§ **What is needed**
With the first line below as the start and the line containing "pub enum PublishOutcome" as the end, copy every line between them exactly, ends included.
*** Data ***
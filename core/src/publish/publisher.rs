use std::path::{Path, PathBuf};
use std::sync::Arc;
use std::time::Duration;

use chrono::{DateTime, Utc};

use crate::error::PublishError;

use super::store::ObjectStore;

pub const KEY_TIMESTAMP_FORMAT: &str = "%Y-%m-%d_%H-%M-%S";

#[derive(Debug, Clone, PartialEq, Eq)]
pub struct RetrievalLink {
    pub key: String,
    pub url: String,
    pub expires_in: Duration,
}

#[derive(Debug, Clone, PartialEq, Eq)]
pub enum PublishOutcome {
    Published(RetrievalLink),
    /// Nothing to publish; not an error.
    Skipped { path: PathBuf, reason: String },
}

/// Uploads report artifacts and hands back time-limited links.
///
/// Publishing is best-effort: callers log errors and carry on.
pub struct ReportPublisher {
    store: Arc<dyn ObjectStore>,
    prefix: String,
    expires_in: Duration,
}

impl ReportPublisher {
    pub fn new(store: Arc<dyn ObjectStore>, prefix: &str, expires_in: Duration) -> Self {
        Self {
            store,
            prefix: prefix.trim().trim_matches('/').to_string(),
            expires_in,
        }
    }

    pub async fn publish(&self, local: &Path) -> Result<PublishOutcome, PublishError> {
        self.publish_at(local, Utc::now()).await
    }

    pub async fn publish_at(
        &self,
        local: &Path,
        now: DateTime<Utc>,
    ) -> Result<PublishOutcome, PublishError> {
        if !local.is_file() {
            tracing::info!(
                target: "apirun.publish",
                path = %local.display(),
                "artifact not found, skipping upload"
            );
            return Ok(PublishOutcome::Skipped {
                path: local.to_path_buf(),
                reason: "artifact not found".to_string(),
            });
        }

        let key = object_key(&self.prefix, local, now)?;
        self.store
            .put_file(&key, local, content_type(local))
            .await?;
        tracing::info!(
            target: "apirun.publish",
            location = %self.store.location(),
            key = %key,
            "artifact uploaded"
        );

        let url = self.store.presign_get(&key, self.expires_in).await?;
        Ok(PublishOutcome::Published(RetrievalLink {
            key,
            url,
            expires_in: self.expires_in,
        }))
    }
}

/// `<prefix>/<stem>_<timestamp>.<ext>`; the prefix is omitted when empty.
pub fn object_key(prefix: &str, local: &Path, now: DateTime<Utc>) -> Result<String, PublishError> {
    let stem = local
        .file_stem()
        .and_then(|s| s.to_str())
        .filter(|s| !s.is_empty())
        .ok_or_else(|| {
            PublishError::Invalid(format!("no usable file name in {}", local.display()))
        })?;
    let stamp = now.format(KEY_TIMESTAMP_FORMAT);
    let name = match local.extension().and_then(|e| e.to_str()) {
        Some(ext) => format!("{stem}_{stamp}.{ext}"),
        None => format!("{stem}_{stamp}"),
    };
    let prefix = prefix.trim_matches('/');
    if prefix.is_empty() {
        Ok(name)
    } else {
        Ok(format!("{prefix}/{name}"))
    }
}

fn content_type(path: &Path) -> Option<&'static str> {
    match path.extension().and_then(|e| e.to_str()) {
        Some("html") | Some("htm") => Some("text/html"),
        Some("json") => Some("application/json"),
        Some("xml") => Some("application/xml"),
        _ => None,
    }
}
*** End of Data ***
§ **Completed task**
filename core/src/publish/publisher.rs
use std::path::{Path, PathBuf};
use std::sync::Arc;
use std::time::Duration;

use chrono::{DateTime, Utc};

use crate::error::PublishError;

use super::store::ObjectStore;

pub const KEY_TIMESTAMP_FORMAT: &str = "%Y-%m-%d_%H-%M-%S";

#[derive(Debug, Clone, PartialEq, Eq)]
pub struct RetrievalLink {
    pub key: String,
    pub url: String,
    pub expires_in: Duration,
}

#[derive(Debug, Clone, PartialEq, Eq)]
pub enum PublishOutcome {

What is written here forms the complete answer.